• bir filmde, bir sahnede sesler o sahneye aitse, yani başka bir sahnenin sesleri kullanılmıyosa, o sahne diagetictir.
  • öykü dünyasına ait olan herşey.
  • öykü dünyasındaki karakterlerin görebilme/duyabilme olasılığı olan öğeler.
  • film izliyorsunuz diyelim. bir gece kulübünde caz müzik yapan adamların görüntüsü eşliğinde müziğin sesi geliyorsa bu diegetic bir sahnedir. fakat müziğin çıkış noktası belirtilmeden, iki sevgili tam öpüşürken gelen gaipten müzik sesi duyulursa bu non-diegetic'dir. önemi vurgulanmak istenen bir objeye kameranın kendiliğininden yavaşça yaklaşması, non-diegetic bir kamera hareketidir. elsaesser'e göre, yönetmen anlatımı eşliğinde film izleme olayı gibi dvd bonusları da extra-diegetic'dir. çünkü aynı zamanda hem sinema evrenini ve öyküyü hem de yorumcunun evrenini kapsar.

    cümle içinde kullanayım: nuri bilge ceylan, sinemada sahneyi non-diegetic kılacak müzik kullanmayı pek sevmez.
  • "diegetic" ve "non-diegetic" seslerin örnekli açıklamaları için;

    (bkz: shame/#38391965)
  • filmdeki karakterlerin de sizin farkınızda olduğunuz şeyin farkında olması durumu.

    yönetmenin film içerisinde aynı müziği bir kez diegetic bir kez non diegetic olarak kullanması bir şeyler anlatmaya çalıştığını gösterir. örneğin birdman filminde kahramanımız yolda yarıçıplak yürürken arkada bir müzik çalıyor. bu sadece sizin -yani izleyicinin- duyabildiğiniz bir sesmiş gibi gösterilirken bir süre sonra kadraja dahil olan sokak sanatçılarının o müziği yaptığını anlıyoruz. non-diegetic sandığımız şey birden diegetic oluveriyor ya da zaten hep öyleymiş. burada alejandro gonzalez inarritu kardeşimize filmi zaten tek planmış gibi çekmiş olması yetmemiş, "bak senin öykü dünyasına ait olmadığını sandığın şey bile aslında öykü dünyasında" diye başarısını gözümüzün içine sokarak filmin oscar almasında da büyük rolü olan o kesintisizliğini pekiştirmiştir.
  • sinemadaki halini çok güzel açıklamış iki video;

    pscycho-jaws gibi filmlerin eşliğinde:
    https://www.youtube.com/watch?v=h_4hoy-9nka

    kill bill:
    https://www.youtube.com/watch?v=apwzdbbehuk

    edebiyatta:

    bu biçemde metni anlatan anlatıcının kendisidir. anlatıya anlatının bir "tanık" unsuru gibi okuru olayların akışına ve karakterlerin ruh dünyasına davet eder. uzam, zaman ve karakter üç ana kilit unsurdur.
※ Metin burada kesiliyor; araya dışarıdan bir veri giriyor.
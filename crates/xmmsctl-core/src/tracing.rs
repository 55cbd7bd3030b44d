//! Tracing setup shared by the xmmsctl crates.
//!
//! ```ignore
//! use xmmsctl_core::tracing::{init_tracing, TracingConfig};
//!
//! init_tracing(TracingConfig::default()).expect("failed to initialize tracing");
//! ```

use thiserror::Error;
use tracing::Level;
use tracing_subscriber::{
    EnvFilter,
    fmt::{self, format::FmtSpan},
    prelude::*,
};

/// Crate targets covered by the default filter.
const TARGETS: [&str; 3] = ["xmmsctl_core", "xmmsctl_remote", "xmmsctl_client"];

/// Errors that can occur during tracing initialization
#[derive(Debug, Error)]
pub enum TracingError {
    /// Failed to set global subscriber
    #[error("failed to set global tracing subscriber: {0}")]
    SetGlobalSubscriber(#[from] tracing::subscriber::SetGlobalDefaultError),

    /// Failed to parse env filter directive
    #[error("failed to parse env filter: {0}")]
    EnvFilter(#[from] tracing_subscriber::filter::ParseError),
}

/// Output format for tracing logs
#[derive(Debug, Clone, Copy, Default, PartialEq, Eq)]
pub enum TracingOutputFormat {
    /// Human-readable pretty format
    Pretty,
    /// Compact single-line format (default)
    #[default]
    Compact,
    /// JSON lines
    Json,
}

/// Configuration for tracing initialization
#[derive(Debug, Clone)]
pub struct TracingConfig {
    /// The default log level when RUST_LOG is not set
    pub default_level: Level,
    /// Output format for log messages
    pub output_format: TracingOutputFormat,
    /// Whether to include file/line information in logs
    pub include_location: bool,
    /// Whether to include target (module path) in logs
    pub include_target: bool,
    /// Whether to include timestamps
    pub include_timestamp: bool,
    /// Whether to include span events (enter/exit)
    pub include_span_events: bool,
    /// Custom env filter directive (overrides default_level if set)
    pub env_filter: Option<String>,
}

impl Default for TracingConfig {
    fn default() -> Self {
        Self {
            default_level: Level::WARN,
            output_format: TracingOutputFormat::Compact,
            include_location: false,
            include_target: false,
            include_timestamp: false,
            include_span_events: false,
            env_filter: None,
        }
    }
}

impl TracingConfig {
    /// Config for `--debug` runs.
    #[must_use]
    pub fn cli_debug() -> Self {
        Self {
            default_level: Level::DEBUG,
            output_format: TracingOutputFormat::Compact,
            include_location: true,
            include_target: true,
            include_timestamp: true,
            include_span_events: false,
            env_filter: None,
        }
    }

    /// Set the default log level
    #[must_use]
    pub fn with_level(mut self, level: Level) -> Self {
        self.default_level = level;
        self
    }

    /// Set the output format
    #[must_use]
    pub fn with_format(mut self, format: TracingOutputFormat) -> Self {
        self.output_format = format;
        self
    }

    /// Set a custom env filter directive
    #[must_use]
    pub fn with_env_filter(mut self, filter: impl Into<String>) -> Self {
        self.env_filter = Some(filter.into());
        self
    }

    /// Filter directive applied when neither `env_filter` nor `RUST_LOG` is set.
    pub fn default_directive(&self) -> String {
        TARGETS
            .iter()
            .map(|target| format!("{}={}", target, self.default_level))
            .collect::<Vec<_>>()
            .join(",")
    }
}

/// Initialize tracing with the given configuration.
///
/// Logs go to stderr so they never mix with exported playlists on stdout.
/// `RUST_LOG` overrides the default level.
///
/// # Errors
///
/// Returns an error if the global subscriber has already been set or if
/// the env filter directive is invalid.
pub fn init_tracing(config: TracingConfig) -> Result<(), TracingError> {
    let env_filter = if let Some(ref filter) = config.env_filter {
        EnvFilter::try_new(filter)?
    } else {
        EnvFilter::try_from_default_env()
            .unwrap_or_else(|_| EnvFilter::new(config.default_directive()))
    };

    let span_events = if config.include_span_events {
        FmtSpan::NEW | FmtSpan::CLOSE
    } else {
        FmtSpan::NONE
    };

    match config.output_format {
        TracingOutputFormat::Pretty => {
            let subscriber = tracing_subscriber::registry().with(env_filter).with(
                fmt::layer()
                    .pretty()
                    .with_writer(std::io::stderr)
                    .with_file(config.include_location)
                    .with_line_number(config.include_location)
                    .with_target(config.include_target)
                    .with_span_events(span_events),
            );
            tracing::subscriber::set_global_default(subscriber)?;
        }
        TracingOutputFormat::Compact => {
            let layer = fmt::layer()
                .compact()
                .with_writer(std::io::stderr)
                .with_file(config.include_location)
                .with_line_number(config.include_location)
                .with_target(config.include_target)
                .with_span_events(span_events);

            let layer = if config.include_timestamp {
                layer.boxed()
            } else {
                layer.without_time().boxed()
            };

            let subscriber = tracing_subscriber::registry().with(env_filter).with(layer);
            tracing::subscriber::set_global_default(subscriber)?;
        }
        TracingOutputFormat::Json => {
            let subscriber = tracing_subscriber::registry().with(env_filter).with(
                fmt::layer()
                    .json()
                    .with_writer(std::io::stderr)
                    .with_file(config.include_location)
                    .with_line_number(config.include_location)
                    .with_target(config.include_target)
                    .with_span_events(span_events),
            );
            tracing::subscriber::set_global_default(subscriber)?;
        }
    }

    Ok(())
}

#[cfg(test)]
mod tests {
    use super::*;

    #[test]
    fn default_config_is_quiet() {
        let config = TracingConfig::default();
        assert_eq!(config.default_level, Level::WARN);
        assert_eq!(config.output_format, TracingOutputFormat::Compact);
        assert!(!config.include_location);
        assert!(!config.include_timestamp);
        assert!(config.env_filter.is_none());
    }

    #[test]
    fn cli_debug_config() {
        let config = TracingConfig::cli_debug();
        assert_eq!(config.default_level, Level::DEBUG);
        assert!(config.include_location);
        assert!(config.include_target);
    }

    #[test]
    fn default_directive_covers_all_crates() {
        let directive = TracingConfig::default()
            .with_level(Level::INFO)
            .default_directive();
        assert_eq!(
            directive,
            "xmmsctl_core=INFO,xmmsctl_remote=INFO,xmmsctl_client=INFO"
        );
        assert!(EnvFilter::try_new(&directive).is_ok());
    }

    #[test]
    fn builder_methods() {
        let config = TracingConfig::default()
            .with_level(Level::TRACE)
            .with_format(TracingOutputFormat::Json)
            .with_env_filter("xmmsctl_remote=trace");

        assert_eq!(config.default_level, Level::TRACE);
        assert_eq!(config.output_format, TracingOutputFormat::Json);
        assert_eq!(config.env_filter.as_deref(), Some("xmmsctl_remote=trace"));
    }
}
    platon ve aristo zamanında diegesis'in içeriği mimetik konsepte karşı çıkmıştır. aradaki temel fark anlatıcının kimliğinde şekillenen kurgu dünyasında yatmaktadır. diegesis, kendi düzenine ait çeşitli türevleri olan ve hatta zaman zaman gerçek yaşama da karşıt kurgu bir evren okuyucuya sunarken mimetikte sosyal unsurlar göz önüne alınarak bir metin kaygısı içine düşülür. yani denilebilir ki, mimetik; doğal yaşam koşullarını, sosyal olanakları kendi içine alırken diyejetik; kendi kurallarına bağlı ve kendi kurallarını kendi yaratan bir evreni okuyucunun gözlerine sunar.
  • bazen dördüncü duvarı yıkmak için bir araç olarak da kullanılabilir. tıpkı oyuncunun kameraya bakarak konuşması gibi ancak bunda durum biraz daha farklı. mesela, karakter bir şeylerden şüpheleniyordur. fonda ürkütücü bir müzik yükselmeye başlar. bunun üzerine karakter, sadece seyircinin duyuyor olması gereken bu müziğe kulak kesilir ve sonra kendi kendine şöyle söylenir: duymazlıktan gel, bu non diegetic.

    diegetic sesler olay dünyasına ait iken (bir oyuncunun gitar çalması veya radyodan gelen ses gibi), non diegetic sesler yalnızca seyircinin duyabileceği, durumun derinliğini aktarmak, duygusal olarak yönlendirmek amaçlarıyla kullanılan (interstellar theme song gibi) seslerdir.

    yukarıda verdiğim örnekte, karakter non diegetic bir ses duyarak dördüncü duvarı yıkmıştır.